Those findings, however, depict a problem rooted in the broad constitutional prohibition articulated in Vannatta I and Meyer. The substantive provisions of Measure 47 are, according to the measure's own terms, aimed at correcting problems that have arisen, at least in part, because legislatively imposed limitations on campaign contributions and expenditures are subject to the constitutional bar articulated in those decisions. However, if Measure 47 is to have any operative effect at all, that bar must, at some point, be removed. Consequently, the "limitations on political campaign contributions or expenditures" invoked in section 9(f) are best understood as the same kind of limitations that were constitutionally invalidated in Vannatta I and that must, in turn, be permitted by the Oregon Constitution if Measure 47 is to become operational.

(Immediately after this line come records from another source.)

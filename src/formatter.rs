use regex::Regex;
use std::sync::Arc;
use tracing::{debug, info};

use crate::error::StageError;
use crate::llm::{ChatMessage, ChatModel};
use crate::retry::RetryPolicy;

/// Fixed instruction handed to the text-generation service
const SYSTEM_PROMPT: &str = "You are a professional technical writer and expert in Python. \
Convert the following lecture transcript into well-structured notes in Markdown. \
Use headings (##), sections, mermaid diagrams or HTML snippets where helpful. \
End with a 'Tips and Tricks' section. Use type hints in Python code examples.";

/// Turns a merged transcript into polished notes via a chat model.
///
/// Formatting failures do not require re-transcription: the merged
/// transcript stays on the record for a later retry at the caller's
/// discretion.
pub struct Formatter {
    chat: Arc<dyn ChatModel>,
    retry: RetryPolicy,
}

impl Formatter {
    pub fn new(chat: Arc<dyn ChatModel>, retry: RetryPolicy) -> Self {
        Self { chat, retry }
    }

    pub async fn format(&self, base_name: &str, transcript: &str) -> Result<String, StageError> {
        debug!("Formatting transcript for {} ({} chars)", base_name, transcript.len());

        let messages = vec![
            ChatMessage::system(SYSTEM_PROMPT),
            ChatMessage::user(transcript),
        ];

        let response = self
            .retry
            .run("chat completion", || {
                let chat = Arc::clone(&self.chat);
                let messages = messages.clone();
                async move { chat.chat(messages).await }
            })
            .await?;

        let body = strip_reasoning_markers(&response.content);
        let document = format!("## Notes for {}\n\n{}\n", base_name, body.trim());

        info!(
            "📝 Notes ready for {} ({} chars, tokens: {:?})",
            base_name,
            document.len(),
            response.tokens_used
        );

        Ok(document)
    }
}

/// Drop `<think>…</think>` side-channel blocks some models emit before
/// their answer
pub fn strip_reasoning_markers(text: &str) -> String {
    if let Ok(re) = Regex::new(r"(?is)<think>.*?</think>") {
        re.replace_all(text, "").into_owned()
    } else {
        text.to_string()
    }
}
use std::path::PathBuf;
use tracing::{debug, info, warn};

use crate::audio::AudioArtifact;
use crate::error::StageError;

/// Who owns a chunk's backing file.
///
/// `Original` means the chunk aliases the record's audio artifact (the
/// single-chunk case); cleanup must not delete it independently of that
/// artifact's own ownership flag.
#[derive(Debug, Clone, Copy, PartialEq, Eq)]
pub enum ChunkSource {
    Original,
    Generated,
}

/// Time span of one planned chunk, before physical extraction
#[derive(Debug, Clone, PartialEq)]
pub struct ChunkSpan {
    pub index: usize,
    pub start_seconds: f64,
    pub duration_seconds: f64,
}

/// One extracted chunk, ready for upload
#[derive(Debug, Clone, PartialEq)]
pub struct ChunkSpec {
    pub index: usize,
    pub start_seconds: f64,
    pub duration_seconds: f64,
    pub path: PathBuf,
    pub source: ChunkSource,
}

/// Compute the chunk plan from size/duration constraints.
///
/// `num_chunks = ceil(size_bytes / max_chunk_bytes)`, minimum 1. Spans
/// partition `[0, duration_seconds]` contiguously; the final span absorbs
/// floating-point remainder so the total never overshoots the duration.
pub fn plan_spans(size_bytes: u64, duration_seconds: f64, max_chunk_bytes: u64) -> Vec<ChunkSpan> {
    let num_chunks = (size_bytes.div_ceil(max_chunk_bytes)).max(1) as usize;
    let chunk_duration = duration_seconds / num_chunks as f64;

    (0..num_chunks)
        .map(|index| {
            let start_seconds = index as f64 * chunk_duration;
            let duration_seconds = if index == num_chunks - 1 {
                duration_seconds - start_seconds
            } else {
                chunk_duration
            };
            ChunkSpan {
                index,
                start_seconds,
                duration_seconds,
            }
        })
        .collect()
}

/// Splits an audio artifact into upload-sized chunks via ffmpeg stream copy
#[derive(Debug, Clone)]
pub struct Chunker {
    max_chunk_bytes: u64,
}

impl Chunker {
    pub fn new(max_chunk_bytes: u64) -> Self {
        Self { max_chunk_bytes }
    }

    /// Split the audio artifact per the computed plan.
    ///
    /// A single-chunk plan reuses the artifact itself instead of copying
    /// it. Extraction is `-acodec copy` only: re-encoding would change
    /// chunk sizes unpredictably and invalidate the size estimate.
    pub async fn split(
        &self,
        audio: &AudioArtifact,
        size_bytes: u64,
        duration_seconds: f64,
    ) -> Result<Vec<ChunkSpec>, StageError> {
        let spans = plan_spans(size_bytes, duration_seconds, self.max_chunk_bytes);

        if spans.len() == 1 {
            debug!("✂️ Single chunk (size under limit), reusing {}", audio.path.display());
            let span = &spans[0];
            return Ok(vec![ChunkSpec {
                index: span.index,
                start_seconds: span.start_seconds,
                duration_seconds: span.duration_seconds,
                path: audio.path.clone(),
                source: ChunkSource::Original,
            }]);
        }

        info!(
            "✂️ Splitting {} into {} chunks of ~{:.1}s each",
            audio.path.display(),
            spans.len(),
            spans[0].duration_seconds
        );

        let mut chunks = Vec::with_capacity(spans.len());
        for span in spans {
            let chunk_path = self.chunk_path(&audio.path, span.index);

            let output = tokio::process::Command::new("ffmpeg")
                .arg("-y")
                .arg("-i")
                .arg(&audio.path)
                .args(["-ss", &span.start_seconds.to_string()])
                .args(["-t", &span.duration_seconds.to_string()])
                .args(["-acodec", "copy"])
                .arg(&chunk_path)
                .output()
                .await
                .map_err(|e| StageError::Extraction {
                    path: audio.path.clone(),
                    reason: format!("failed to run ffmpeg: {}", e),
                })?;

            if !output.status.success() {
                return Err(StageError::Extraction {
                    path: chunk_path,
                    reason: String::from_utf8_lossy(&output.stderr).trim().to_string(),
                });
            }

            // Time-proportional splitting only approximates size under
            // variable bitrate; an oversized chunk is a warning, the remote
            // side gets the final say.
            let realized = tokio::fs::metadata(&chunk_path).await?.len();
            if realized > self.max_chunk_bytes {
                warn!(
                    "⚠️ Chunk {} is {:.1} MB, over the {:.1} MB limit",
                    chunk_path.display(),
                    realized as f64 / (1024.0 * 1024.0),
                    self.max_chunk_bytes as f64 / (1024.0 * 1024.0)
                );
            }

            chunks.push(ChunkSpec {
                index: span.index,
                start_seconds: span.start_seconds,
                duration_seconds: span.duration_seconds,
                path: chunk_path,
                source: ChunkSource::Generated,
            });
        }

        Ok(chunks)
    }

    fn chunk_path(&self, audio_path: &PathBuf, index: usize) -> PathBuf {
        let stem = audio_path
            .file_stem()
            .map(|s| s.to_string_lossy().to_string())
            .unwrap_or_else(|| "chunk".to_string());
        let ext = audio_path
            .extension()
            .map(|e| e.to_string_lossy().to_string())
            .unwrap_or_else(|| "mp3".to_string());
        audio_path.with_file_name(format!("{}_part{:03}.{}", stem, index, ext))
    }
}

Based on the foregoing, and because the Oregon Constitution did not allow such limitations on the effective date of Measure 47, we conclude that the condition provided by 9(f) for holding Measure 47 in operational abeyance has, indeed, been met here.
The Hazell plaintiffs contend, however, that even if that condition has been triggered, its effect is simply to suspend the limitations contained in Measure 47 pending litigation to determine their validity. They assert that these proceedings are, in fact, that litigation, making it incumbent upon this court to now engage in a provision-by-provision determination of the constitutionality of Measure 47.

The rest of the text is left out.